HUAWEI CLOUD CSS for Elasticsearch¶
Use the「Guance Synchronization」series script package in the script market to monitor the cloud ,The data of the cloud asset is synchronized to the Guance.
Config¶
Install Func¶
Recommend opening 「Integrations - Extension - DataFlux Func (Automata)」: All preconditions are installed automatically,Please continue with the script installation
If you deploy Func yourself,Refer to Self-Deployment of Func
Installation script¶
Tip: Please prepare HUAWEI CLOUD AK that meets the requirements in advance(For simplicity's sake,You can directly grant the global read-only permission
ReadOnlyAccess
)
To synchronize the monitoring data of CSS for Elasticsearch cloud resources, we install the corresponding collection script:To access the [Script Market] via the web service of Func,search by css keywords,installation 「Guance Integration(HUAWEI CLOUD-CSS)」(ID:guance_huaweicloud_css
)
Click [Install] and enter the corresponding parameters: HUAWEI CLOUD AK,SK,HUAWEI CLOUD account name.
Tap [Deploy startup Script],The system automatically creates Startup script sets,And automatically configure the corresponding startup script.

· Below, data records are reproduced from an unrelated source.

//! Raw-recording loading behind a trait seam.
//!
//! Actual raw file formats are an external concern. The pipeline only needs
//! something that can turn a [`Run`] into a [`Recording`], so readers plug in
//! behind [`RecordingLoader`]. The JSON loader here is the development format
//! used by the test suite and the persisted output of the pipeline itself.

use ephys_types::{Recording, RecordingError, RecordingMeta, Run};
use serde::{Deserialize, Serialize};
use std::fs;
use std::path::Path;

/// Errors raised while reading or writing recording data.
#[derive(Debug, thiserror::Error)]
pub enum LoaderError {
    #[error("No recording found for run {run} at {path}")]
    NotFound { run: String, path: String },
    #[error("Invalid recording for run {run}: {source}")]
    Invalid {
        run: String,
        #[source]
        source: RecordingError,
    },
    #[error("IO error: {0}")]
    Io(#[from] std::io::Error),
    #[error("JSON error: {0}")]
    Json(#[from] serde_json::Error),
}

/// Capability to load a run's raw data into memory.
pub trait RecordingLoader: Send + Sync {
    fn load(&self, run: &Run) -> Result<Recording, LoaderError>;
}

/// On-disk recording file: metadata plus channel-major samples.
#[derive(Debug, Serialize, Deserialize)]
struct RecordingFile {
    sample_rate: f32,
    channel_names: Vec<String>,
    #[serde(default)]
    sync_channel: Option<usize>,
    samples: Vec<Vec<f32>>,
}

/// File name expected inside a run directory (raw side) and written to the
/// output tree (processed side).
pub const RECORDING_FILE_NAME: &str = "recording.json";

/// Loads `recording.json` files from each run's raw directory.
#[derive(Debug, Default, Clone)]
pub struct JsonRecordingLoader;

impl RecordingLoader for JsonRecordingLoader {
    fn load(&self, run: &Run) -> Result<Recording, LoaderError> {
        let path = run.raw_path.join(RECORDING_FILE_NAME);
        if !path.is_file() {
            return Err(LoaderError::NotFound {
                run: run.to_string(),
                path: path.display().to_string(),
            });
        }
        let contents = fs::read_to_string(&path)?;
        let file: RecordingFile = serde_json::from_str(&contents)?;
        tracing::debug!(run = %run, channels = file.channel_names.len(), "Loaded raw recording");
        Recording::new(
            RecordingMeta {
                sample_rate: file.sample_rate,
                channel_names: file.channel_names,
                sync_channel: file.sync_channel,
            },
            file.samples,
        )
        .map_err(|source| LoaderError::Invalid {
            run: run.to_string(),
            source,
        })
    }
}

/// Persists a recording into `dir` in the same JSON format the loader reads.
pub fn write_recording(dir: &Path, recording: &Recording) -> Result<(), LoaderError> {
    let file = RecordingFile {
        sample_rate: recording.meta.sample_rate,
        channel_names: recording.meta.channel_names.clone(),
        sync_channel: recording.meta.sync_channel,
        samples: recording.samples.clone(),
    };
    let path = dir.join(RECORDING_FILE_NAME);
    fs::write(&path, serde_json::to_string(&file)?)?;
    Ok(())
}

/// Reads a previously persisted recording back from `dir`.
pub fn read_recording(dir: &Path) -> Result<Recording, LoaderError> {
    let path = dir.join(RECORDING_FILE_NAME);
    let contents = fs::read_to_string(&path)?;
    let file: RecordingFile = serde_json::from_str(&contents)?;
    Recording::new(
        RecordingMeta {
            sample_rate: file.sample_rate,
            channel_names: file.channel_names,
            sync_channel: file.sync_channel,
        },
        file.samples,
    )
    .map_err(|source| LoaderError::Invalid {
        run: dir.display().to_string(),
        source,
    })
}

#[cfg(test)]
mod tests {
    use super::*;
    use tempfile::tempdir;

    fn sample_recording() -> Recording {
        Recording::new(
            RecordingMeta {
                sample_rate: 1000.0,
                channel_names: vec!["ch0".into(), "sync".into()],
                sync_channel: Some(1),
            },
            vec![vec![1.0, 2.0, 3.0], vec![0.0, 5.0, 0.0]],
        )
        .unwrap()
    }

    #[test]
    fn test_write_then_load() {
        let dir = tempdir().unwrap();
        let raw = dir.path().join("run-01");
        fs::create_dir_all(&raw).unwrap();
        write_recording(&raw, &sample_recording()).unwrap();

        let run = Run::new("sub-01", "ses-01", "run-01", &raw);
        let loaded = JsonRecordingLoader.load(&run).unwrap();
        assert_eq!(loaded.num_channels(), 2);
        assert_eq!(loaded.sync_channel(), Some(1));
        assert_eq!(loaded.samples[0], vec![1.0, 2.0, 3.0]);
    }

    #[test]
    fn test_missing_recording_is_not_found() {
        let dir = tempdir().unwrap();
        let run = Run::new("sub-01", "ses-01", "run-01", dir.path());
        let err = JsonRecordingLoader.load(&run).unwrap_err();
        assert!(matches!(err, LoaderError::NotFound { .. }));
    }
}
//! Per-channel standardization step.

use crate::error::{ConfigError, StepError};
use crate::registry::{parse_params, PreprocessingStep, StepFactory, StepParams};
use ephys_types::Recording;
use schemars::JsonSchema;
use serde::{Deserialize, Serialize};

#[derive(Debug, Clone, Serialize, Deserialize, JsonSchema)]
#[serde(deny_unknown_fields)]
pub struct ZscoreParams {
    /// Added to the standard deviation before dividing, so flat channels
    /// stay finite.
    #[serde(default = "default_eps")]
    pub eps: f32,
}

fn default_eps() -> f32 {
    1e-8
}

#[derive(Default)]
pub struct ZscoreFactory;

impl StepFactory for ZscoreFactory {
    fn step_name(&self) -> &'static str {
        "zscore"
    }

    fn description(&self) -> &'static str {
        "Per-channel z-scoring of non-sync channels"
    }

    fn parameter_schema(&self) -> serde_json::Value {
        serde_json::to_value(schemars::schema_for!(ZscoreParams)).unwrap_or_default()
    }

    fn create(&self, params: &StepParams) -> Result<Box<dyn PreprocessingStep>, ConfigError> {
        let params: ZscoreParams = parse_params(self.step_name(), params)?;
        if !(params.eps >= 0.0) {
            return Err(ConfigError::InvalidParams {
                step: self.step_name().to_string(),
                message: "eps must be non-negative".to_string(),
            });
        }
        Ok(Box::new(Zscore { params }))
    }
}

#[derive(Debug)]
pub struct Zscore {
    params: ZscoreParams,
}

impl PreprocessingStep for Zscore {
    fn apply(&self, recording: Recording) -> Result<Recording, StepError> {
        let mut recording = recording;
        let num_samples = recording.num_samples();
        if num_samples == 0 {
            return Ok(recording);
        }

        for channel in 0..recording.num_channels() {
            if recording.is_sync_channel(channel) {
                continue;
            }
            let samples = &mut recording.samples[channel];
            let mean = samples.iter().sum::<f32>() / num_samples as f32;
            let var =
                samples.iter().map(|v| (v - mean) * (v - mean)).sum::<f32>() / num_samples as f32;
            let denom = var.sqrt() + self.params.eps;
            for sample in samples.iter_mut() {
                *sample = (*sample - mean) / denom;
            }
        }
        Ok(recording)
    }
}
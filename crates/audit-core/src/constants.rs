pub const HASH_SIZE: usize = 32;
pub const HASH_HEX_SIZE: usize = HASH_SIZE * 2;
pub const GENESIS_PREVIOUS_HASH: &str = "0";
pub const DEFAULT_DIFFICULTY: u32 = 4;
pub const MAX_DIFFICULTY: u32 = HASH_HEX_SIZE as u32;
pub const MAX_BLOCK_TRANSACTIONS: usize = 100;
pub const DEFAULT_PENDING_MAX_AGE_HOURS: u64 = 24;
pub const DEFAULT_STALE_RETRIES: u32 = 3;
pub const SNAPSHOT_VERSION: &str = "1.0";
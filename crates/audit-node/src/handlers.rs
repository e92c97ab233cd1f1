use crate::constants::{BLOCKS_PER_BATCH, MAX_BLOCKS_PER_REQUEST};
use crate::error::ApiResult;
use crate::AppState;
use audit_core::{
    Block, ChainStats, HistoryEvent, ImportSummary, LedgerError, LedgerTransaction,
    NewTransaction, SettlementRecord, TransactionStatus,
};
use axum::extract::{Path, Query, State};
use axum::http::StatusCode;
use axum::Json;
use serde::{Deserialize, Serialize};
use serde_json::Value;
use tracing::info;

#[derive(Serialize, Deserialize, Debug)]
#[serde(rename_all = "camelCase")]
pub struct Health {
    pub status: String,
    pub chain_valid: bool,
    pub height: usize,
    /// First integrity violation, when the chain is not valid.
    #[serde(default, skip_serializing_if = "Option::is_none")]
    pub error: Option<String>,
}

#[derive(Serialize, Deserialize, Debug)]
#[serde(rename_all = "camelCase")]
pub struct Head {
    pub height: u64,
    pub hash: String,
}

#[derive(Deserialize, Debug, Default)]
#[serde(rename_all = "camelCase")]
pub struct ConfirmIn {
    pub confirmed_by: String,
    #[serde(default)]
    pub signature: Option<String>,
}

#[derive(Deserialize, Debug, Default)]
pub struct FailIn {
    #[serde(default)]
    pub reason: String,
}

#[derive(Deserialize, Debug, Default)]
#[serde(rename_all = "camelCase")]
pub struct CleanupIn {
    pub max_age_hours: Option<u64>,
}

#[derive(Serialize, Deserialize, Debug)]
pub struct CleanupOut {
    pub removed: usize,
}

#[derive(Serialize, Deserialize, Debug)]
pub struct MineOut {
    pub block: Option<Block>,
}

#[derive(Deserialize, Debug)]
pub struct BlocksQuery {
    pub start: Option<u64>,
    pub limit: Option<usize>,
}

pub async fn health(State(state): State<AppState>) -> (StatusCode, Json<Health>) {
    let verdict = state.ledger.verify();
    let chain_valid = verdict.is_ok();
    let (code, status) = if chain_valid {
        (StatusCode::OK, "ok")
    } else {
        (StatusCode::SERVICE_UNAVAILABLE, "degraded")
    };
    let health = Health {
        status: status.to_string(),
        chain_valid,
        height: state.ledger.chain_len(),
        error: verdict.err().map(|err| err.to_string()),
    };
    (code, Json(health))
}

pub async fn head(State(state): State<AppState>) -> Json<Head> {
    let latest = state.ledger.latest_block();
    Json(Head {
        height: latest.index,
        hash: latest.hash,
    })
}

pub async fn blocks(
    State(state): State<AppState>,
    Query(q): Query<BlocksQuery>,
) -> Json<Vec<Block>> {
    let limit = q.limit.unwrap_or(BLOCKS_PER_BATCH).min(MAX_BLOCKS_PER_REQUEST);
    Json(state.ledger.blocks(q.start.unwrap_or(0), limit))
}

pub async fn block(
    State(state): State<AppState>,
    Path(index): Path<u64>,
) -> ApiResult<Json<Block>> {
    let block = state
        .ledger
        .block(index)
        .ok_or_else(|| LedgerError::NotFound(format!("block {index}")))?;
    Ok(Json(block))
}

pub async fn submit(
    State(state): State<AppState>,
    Json(request): Json<NewTransaction>,
) -> ApiResult<(StatusCode, Json<LedgerTransaction>)> {
    let tx = state.ledger.submit(request)?;
    info!(event = "transaction_created", hash = %tx.hash, kind = %tx.kind, "notify");
    Ok((StatusCode::CREATED, Json(tx)))
}

pub async fn pending(State(state): State<AppState>) -> Json<Vec<LedgerTransaction>> {
    Json(state.ledger.pending_transactions())
}

pub async fn confirm(
    State(state): State<AppState>,
    Path(hash): Path<String>,
    Json(body): Json<ConfirmIn>,
) -> ApiResult<Json<SettlementRecord>> {
    let record = state
        .ledger
        .confirm(&hash, &body.confirmed_by, body.signature)?;
    info!(event = "transaction_confirmed", %hash, "notify");
    Ok(Json(record))
}

pub async fn fail(
    State(state): State<AppState>,
    Path(hash): Path<String>,
    Json(body): Json<FailIn>,
) -> ApiResult<Json<SettlementRecord>> {
    let record = state.ledger.fail(&hash, &body.reason)?;
    info!(event = "transaction_failed", %hash, "notify");
    Ok(Json(record))
}

pub async fn status(
    State(state): State<AppState>,
    Path(hash): Path<String>,
) -> (StatusCode, Json<TransactionStatus>) {
    let status = state.ledger.status(&hash);
    let code = if status.is_found() {
        StatusCode::OK
    } else {
        StatusCode::NOT_FOUND
    };
    (code, Json(status))
}

pub async fn history(
    State(state): State<AppState>,
    Path(hash): Path<String>,
) -> Json<Vec<HistoryEvent>> {
    Json(state.ledger.history(&hash))
}

pub async fn project_transactions(
    State(state): State<AppState>,
    Path(id): Path<String>,
) -> Json<Vec<LedgerTransaction>> {
    Json(state.ledger.project_transactions(&id))
}

pub async fn user_transactions(
    State(state): State<AppState>,
    Path(id): Path<String>,
) -> Json<Vec<LedgerTransaction>> {
    Json(state.ledger.user_transactions(&id))
}

pub async fn stats(State(state): State<AppState>) -> Json<ChainStats> {
    Json(state.ledger.stats())
}

/// Proof-of-work is CPU bound, so it runs on the blocking pool.
pub async fn mine(State(state): State<AppState>) -> ApiResult<Json<MineOut>> {
    let ledger = state.ledger.clone();
    let cancel = state.cancel.clone();
    let block = tokio::task::spawn_blocking(move || ledger.mine_pending(&cancel)).await??;
    Ok(Json(MineOut { block }))
}

pub async fn export(State(state): State<AppState>) -> ApiResult<Json<Value>> {
    let snapshot = serde_json::to_value(state.ledger.export())
        .map_err(LedgerError::from)?;
    Ok(Json(snapshot))
}

pub async fn import(
    State(state): State<AppState>,
    Json(snapshot): Json<Value>,
) -> ApiResult<Json<ImportSummary>> {
    let ledger = state.ledger.clone();
    let summary = tokio::task::spawn_blocking(move || ledger.import(snapshot)).await??;
    Ok(Json(summary))
}

pub async fn cleanup(
    State(state): State<AppState>,
    body: Option<Json<CleanupIn>>,
) -> Json<CleanupOut> {
    let max_age = body
        .and_then(|Json(b)| b.max_age_hours)
        .unwrap_or(state.ledger.config().pending_max_age_hours);
    Json(CleanupOut {
        removed: state.ledger.cleanup(max_age),
    })
}
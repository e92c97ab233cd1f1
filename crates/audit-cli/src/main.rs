use anyhow::{Context, Result};
use clap::{Parser, Subcommand};
use reqwest::{Client, Method, Response};
use serde_json::{json, Value};
use std::path::PathBuf;
use tracing::debug;
use tracing_subscriber::{fmt, EnvFilter};

#[derive(Parser, Debug)]
#[command(name = "audit-cli")]
#[command(about = "CLI client for the audit ledger node")]
struct Cli {
    /// Node base URL (e.g. http://127.0.0.1:8080)
    #[arg(long, global = true, default_value = "http://127.0.0.1:8080")]
    node: String,

    #[command(subcommand)]
    cmd: Command,
}

#[derive(Subcommand, Debug)]
enum Command {
    /// Submit a transaction
    Submit {
        /// Transaction category, e.g. project_submission
        #[arg(long = "type")]
        kind: String,
        /// Acting principal
        #[arg(long)]
        signed_by: String,
        /// Payload as JSON
        #[arg(long)]
        data: String,
        /// Annotations as JSON
        #[arg(long)]
        metadata: Option<String>,
    },
    /// Mark a transaction confirmed
    Confirm {
        hash: String,
        #[arg(long)]
        by: String,
        #[arg(long)]
        signature: Option<String>,
    },
    /// Mark a transaction failed
    Fail {
        hash: String,
        #[arg(long)]
        reason: String,
    },
    /// Show where a transaction stands
    Status { hash: String },
    /// Show a transaction's lifecycle events
    History { hash: String },
    /// Transactions correlated with a project
    Project { id: String },
    /// Transactions signed by or correlated with a user
    User { id: String },
    /// Aggregate chain statistics
    Stats,
    /// Node and chain health
    Health,
    /// Show one block by index
    Block { index: u64 },
    /// Seal pending transactions into a block now
    Mine,
    /// Write a snapshot of the whole ledger
    Export {
        /// Output file; stdout when omitted
        #[arg(long)]
        out: Option<PathBuf>,
    },
    /// Replace the node's ledger with a snapshot file
    Import { file: PathBuf },
    /// Purge pending transactions older than the given age
    Cleanup {
        #[arg(long)]
        max_age_hours: Option<u64>,
    },
}

impl Command {
    fn request(&self) -> Result<(Method, String, Option<Value>)> {
        let req = match self {
            Command::Submit {
                kind,
                signed_by,
                data,
                metadata,
            } => {
                let data: Value = serde_json::from_str(data).context("--data is not valid JSON")?;
                let metadata: Value = match metadata {
                    Some(raw) => serde_json::from_str(raw).context("--metadata is not valid JSON")?,
                    None => Value::Null,
                };
                let body = json!({
                    "type": kind,
                    "signedBy": signed_by,
                    "data": data,
                    "metadata": metadata,
                });
                (Method::POST, "/transactions".to_string(), Some(body))
            }
            Command::Confirm { hash, by, signature } => (
                Method::POST,
                format!("/transactions/{hash}/confirm"),
                Some(json!({"confirmedBy": by, "signature": signature})),
            ),
            Command::Fail { hash, reason } => (
                Method::POST,
                format!("/transactions/{hash}/fail"),
                Some(json!({"reason": reason})),
            ),
            Command::Status { hash } => (Method::GET, format!("/transactions/{hash}"), None),
            Command::History { hash } => {
                (Method::GET, format!("/transactions/{hash}/history"), None)
            }
            Command::Project { id } => (Method::GET, format!("/projects/{id}/transactions"), None),
            Command::User { id } => (Method::GET, format!("/users/{id}/transactions"), None),
            Command::Stats => (Method::GET, "/stats".to_string(), None),
            Command::Health => (Method::GET, "/health".to_string(), None),
            Command::Block { index } => (Method::GET, format!("/chain/blocks/{index}"), None),
            Command::Mine => (Method::POST, "/mine".to_string(), None),
            Command::Export { .. } => (Method::GET, "/export".to_string(), None),
            Command::Import { file } => {
                let raw = std::fs::read_to_string(file)
                    .with_context(|| format!("reading {}", file.display()))?;
                let snapshot: Value = serde_json::from_str(&raw).context("snapshot is not JSON")?;
                (Method::POST, "/import".to_string(), Some(snapshot))
            }
            Command::Cleanup { max_age_hours } => (
                Method::POST,
                "/cleanup".to_string(),
                Some(json!({"maxAgeHours": max_age_hours})),
            ),
        };
        Ok(req)
    }
}

async fn send(client: &Client, node: &str, cmd: &Command) -> Result<Response> {
    let (method, path, body) = cmd.request()?;
    let url = format!("{}{path}", node.trim_end_matches('/'));
    debug!(%method, %url, "sending request");
    let mut req = client.request(method, url);
    if let Some(body) = body {
        req = req.json(&body);
    }
    Ok(req.send().await?)
}

#[tokio::main]
async fn main() -> Result<()> {
    fmt()
        .with_env_filter(EnvFilter::from_default_env())
        .pretty()
        .init();

    let cli = Cli::parse();
    let client = Client::new();
    let res = send(&client, &cli.node, &cli.cmd).await?;
    let status = res.status();
    let body = res.text().await?;
    let pretty = serde_json::from_str::<Value>(&body)
        .and_then(|v| serde_json::to_string_pretty(&v))
        .unwrap_or(body);

    match &cli.cmd {
        Command::Export { out: Some(path) } if status.is_success() => {
            std::fs::write(path, &pretty).with_context(|| format!("writing {}", path.display()))?;
            println!("snapshot written to {}", path.display());
        }
        _ => {
            println!("status: {}", status);
            println!("{pretty}");
        }
    }
    if !status.is_success() {
        anyhow::bail!("node answered {status}");
    }
    Ok(())
}

#[cfg(test)]
mod tests {
    use super::*;

    #[test]
    fn submit_builds_camel_case_body() {
        let cli = Cli::try_parse_from([
            "audit-cli",
            "submit",
            "--type",
            "project_submission",
            "--signed-by",
            "user1",
            "--data",
            r#"{"amount":100}"#,
        ])
        .unwrap();
        let (method, path, body) = cli.cmd.request().unwrap();
        assert_eq!(method, Method::POST);
        assert_eq!(path, "/transactions");
        let body = body.unwrap();
        assert_eq!(body["type"], "project_submission");
        assert_eq!(body["signedBy"], "user1");
        assert_eq!(body["data"]["amount"], 100);
    }

    #[test]
    fn submit_rejects_bad_json() {
        let cli = Cli::try_parse_from([
            "audit-cli", "submit", "--type", "t", "--signed-by", "u", "--data", "{oops",
        ])
        .unwrap();
        assert!(cli.cmd.request().is_err());
    }

    #[test]
    fn confirm_routes_to_hash() {
        let cli = Cli::try_parse_from([
            "audit-cli", "--node", "http://node:9000", "confirm", "abc", "--by", "admin",
        ])
        .unwrap();
        assert_eq!(cli.node, "http://node:9000");
        let (method, path, body) = cli.cmd.request().unwrap();
        assert_eq!(method, Method::POST);
        assert_eq!(path, "/transactions/abc/confirm");
        assert_eq!(body.unwrap()["confirmedBy"], "admin");
    }

    #[test]
    fn read_commands_have_no_body() {
        for args in [
            vec!["audit-cli", "status", "abc"],
            vec!["audit-cli", "history", "abc"],
            vec!["audit-cli", "project", "p1"],
            vec!["audit-cli", "stats"],
            vec!["audit-cli", "block", "3"],
        ] {
            let cli = Cli::try_parse_from(args).unwrap();
            let (method, _, body) = cli.cmd.request().unwrap();
            assert_eq!(method, Method::GET);
            assert!(body.is_none());
        }
    }

    #[test]
    fn missing_subcommand_is_an_error() {
        assert!(Cli::try_parse_from(["audit-cli"]).is_err());
    }
}
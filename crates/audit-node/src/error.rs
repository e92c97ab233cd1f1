use audit_core::LedgerError;
use axum::http::StatusCode;
use axum::response::{IntoResponse, Response};
use axum::Json;
use serde::Serialize;

#[derive(Debug)]
pub enum ApiError {
    Ledger(LedgerError),
    Internal(String),
}

impl From<LedgerError> for ApiError {
    fn from(err: LedgerError) -> Self {
        ApiError::Ledger(err)
    }
}

impl From<tokio::task::JoinError> for ApiError {
    fn from(err: tokio::task::JoinError) -> Self {
        ApiError::Internal(err.to_string())
    }
}

#[derive(Serialize)]
struct ErrorBody {
    error: &'static str,
    message: String,
}

impl ApiError {
    fn parts(&self) -> (StatusCode, &'static str) {
        match self {
            ApiError::Ledger(err) => match err {
                LedgerError::Validation(_) => (StatusCode::BAD_REQUEST, "invalid_transaction"),
                LedgerError::NotFound(_) => (StatusCode::NOT_FOUND, "not_found"),
                LedgerError::AlreadyConfirmed(_) => (StatusCode::CONFLICT, "already_confirmed"),
                LedgerError::AlreadySettled { .. } => (StatusCode::CONFLICT, "already_settled"),
                LedgerError::InvalidFormat(_) => (StatusCode::BAD_REQUEST, "invalid_format"),
                LedgerError::Integrity(_) => (StatusCode::UNPROCESSABLE_ENTITY, "corrupted_chain"),
                LedgerError::Mining(_) => (StatusCode::SERVICE_UNAVAILABLE, "mining_aborted"),
                LedgerError::Serialization(_) | LedgerError::Config(_) => {
                    (StatusCode::INTERNAL_SERVER_ERROR, "internal")
                }
            },
            ApiError::Internal(_) => (StatusCode::INTERNAL_SERVER_ERROR, "internal"),
        }
    }
}

impl IntoResponse for ApiError {
    fn into_response(self) -> Response {
        let (status, error) = self.parts();
        let message = match self {
            ApiError::Ledger(err) => err.to_string(),
            ApiError::Internal(msg) => msg,
        };
        if status.is_server_error() {
            tracing::error!(%status, %message, "request failed");
        }
        (status, Json(ErrorBody { error, message })).into_response()
    }
}

pub type ApiResult<T> = Result<T, ApiError>;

After the script is installed,Find the script in「Development」in Func「Guance Integration(HUAWEI CLOUD-CSS)」,Expand to modify this script,find collector_configsandmonitor_configsEdit the content inregion_projects,Change the locale and Project ID to the actual locale and Project ID,Click Save Publish again.
In addition, the corresponding automatic trigger configuration is displayed in「Management / Crontab Config」. Tap [Run],It can be executed immediately once,without waiting for a periodic time.After a while,you can view task execution records and corresponding logs.
We collected some configurations by default, as described in the Metrics column Configure custom cloud object metrics
Verify¶
- In「Management / Crontab Config」check whether the automatic triggering configuration exists for the corresponding task,In addition, you can view task records and logs to check whether exceptions exist
- On Guance platform, click 「Infrastructure / Custom」 to check whether asset information exists
- On Guance platform, press 「Metrics」 to check whether monitoring data exists
Metric¶
Configure HUAWEI CLOUD - cloud monitoring. The default metric set is as follows. You can collect more metrics by configuring them HUAWEI CLOUD Monitor Metrics Details
Instance monitoring metric¶
HUAWEI CLOUD CSS for Elasticsearch instance performance monitoring metric,as shown in the table below.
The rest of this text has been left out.